Au début, on pouvait penser que cela ne se produirait pas ainsi. Fin avril 2020, les pays à revenu faible ou intermédiaire (84 % de la population mondiale) n'avaient enregistré que 14 % des décès dus au Covid19. Au lieu de cela, dans la phase suivante de la pandémie, le coronavirus a pénétré, lentement mais uniformément, en Asie du Sud, en Amérique latine, puis en Afrique. La densité sur les lieux de travail et dans les foyers, associée à de mauvaises conditions d'hygiène, constituait un mélange hautement inflammable. Dans de nombreux pays en développement, une grande partie de la population gagne à peine de quoi se nourrir et nourrir sa famille chaque jour. Les gouvernements ont donc dû résoudre un dilemme : s'ils arrêtaient l'économie, les gens mourraient de faim ; s'ils la maintenaient en activité, le virus se propagerait.

Même si elle était destinée à sauver des vies, la fermeture de la quasi-totalité des activités a entraîné un effondrement économique qui, paradoxalement, a exacerbé les problèmes de santé, la faim et la dépression. À la paralysie a succédé l'inévitable crise de la dette. Dans les pays riches, les lourds dégâts ont été atténués par des dépenses publiques massives. Mais pour les pays pauvres, déjà lourdement endettés, c'est bien pire : dans les premiers mois de la pandémie, plus de cent milliards de dollars ont fui les marchés émergents.

Pour maintenir leur économie à flot, ces pays ont emprunté en dollars à des taux d'intérêt élevés, qu'ils devront rembourser avec des monnaies qui se déprécient rapidement. Avec la pandémie, des décennies de travail ont été réduites à néant en quelques mois. De nombreuses études estiment qu'entre 70 et 430 millions de personnes vont retomber dans l'extrême pauvreté dans les prochaines années. Ainsi, l'inégalité la plus essentielle, celle entre les plus riches et les plus pauvres de la planète, s'est à nouveau creusée à grande vitesse.

Et maintenant, la guerre.
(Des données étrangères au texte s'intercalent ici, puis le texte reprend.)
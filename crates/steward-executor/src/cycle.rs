//! Cycle phase — observable position of the control loop.

use serde::{Deserialize, Serialize};

/// Current phase of the optimization cycle.
///
/// Published for status inspection; transitions are driven by the
/// controller and always return to `Idle`.
#[derive(Debug, Clone, Copy, PartialEq, Eq, Serialize, Deserialize, Default)]
#[serde(rename_all = "snake_case")]
pub enum CyclePhase {
    #[default]
    Idle,
    Analyzing,
    Proposing,
    Gating,
    Executing,
    Verifying,
    RollingBack,
}

impl CyclePhase {
    /// Whether a cycle is currently in flight.
    pub fn busy(&self) -> bool {
        *self != CyclePhase::Idle
    }
}

#[cfg(test)]
mod tests {
    use super::*;

    #[test]
    fn idle_is_default_and_not_busy() {
        assert_eq!(CyclePhase::default(), CyclePhase::Idle);
        assert!(!CyclePhase::Idle.busy());
        assert!(CyclePhase::Executing.busy());
    }
}
//! steward-controller — the autonomous optimization loop.
//!
//! One cycle:
//!
//! ```text
//! observe ─→ analyze ─→ detect ─→ propose ─→ gate ─→ execute ─→ verify
//!                                              │                   │
//!                                           blocked /         failure →
//!                                           deferred           rollback
//!                                              │                   │
//!                                              └────── ledger ─────┘
//! ```
//!
//! The [`Controller`] owns the single canonical cycle path; the interval
//! timer and manual triggers both funnel into it, and a mutex guard
//! guarantees cycles never interleave. Every completed cycle appends
//! exactly one decision to the ledger, and observers follow along on the
//! broadcast [`EventBus`].

pub mod controller;
pub mod events;

pub use controller::{
    Controller, ControllerBuilder, ControllerError, ControllerHandle, ControllerStatus,
    CycleOutcome,
};
pub use events::EventBus;
pub use steward_executor::CyclePhase;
Les conséquences du conflit ukrainien, notamment en Afrique, sont dévastatrices. Les Africains semblent dire "ça suffit !" avec ce conflit, car la guerre fait grimper les prix de l'énergie et des produits de première nécessité, à commencer par les denrées alimentaires. Vue d'Afrique, la guerre en Ukraine est un double malheur et un fardeau souvent insupportable, comme pour les pays qui souffrent déjà de la sécheresse ou de crises internes. Un proverbe africain dit : "Quand les éléphants se battent, c'est l'herbe qui souffre".

Les Africains savent que si les accords de Paris sur le réchauffement climatique - dont l'Afrique est responsable à hauteur d'un maigre 3 % - ne sont pas mis en œuvre, supplantés par les exigences de la guerre, c'est leur continent qui le premier en subira les conséquences. Et les inégalités multiplieront la crise environnementale. La troisième guerre mondiale par morceaux concerne aussi dramatiquement l'Afrique, non seulement parce qu'elle se déroule en partie sur son territoire, mais aussi en raison des retombées de la crise mondiale sur la fragilité de ses économies.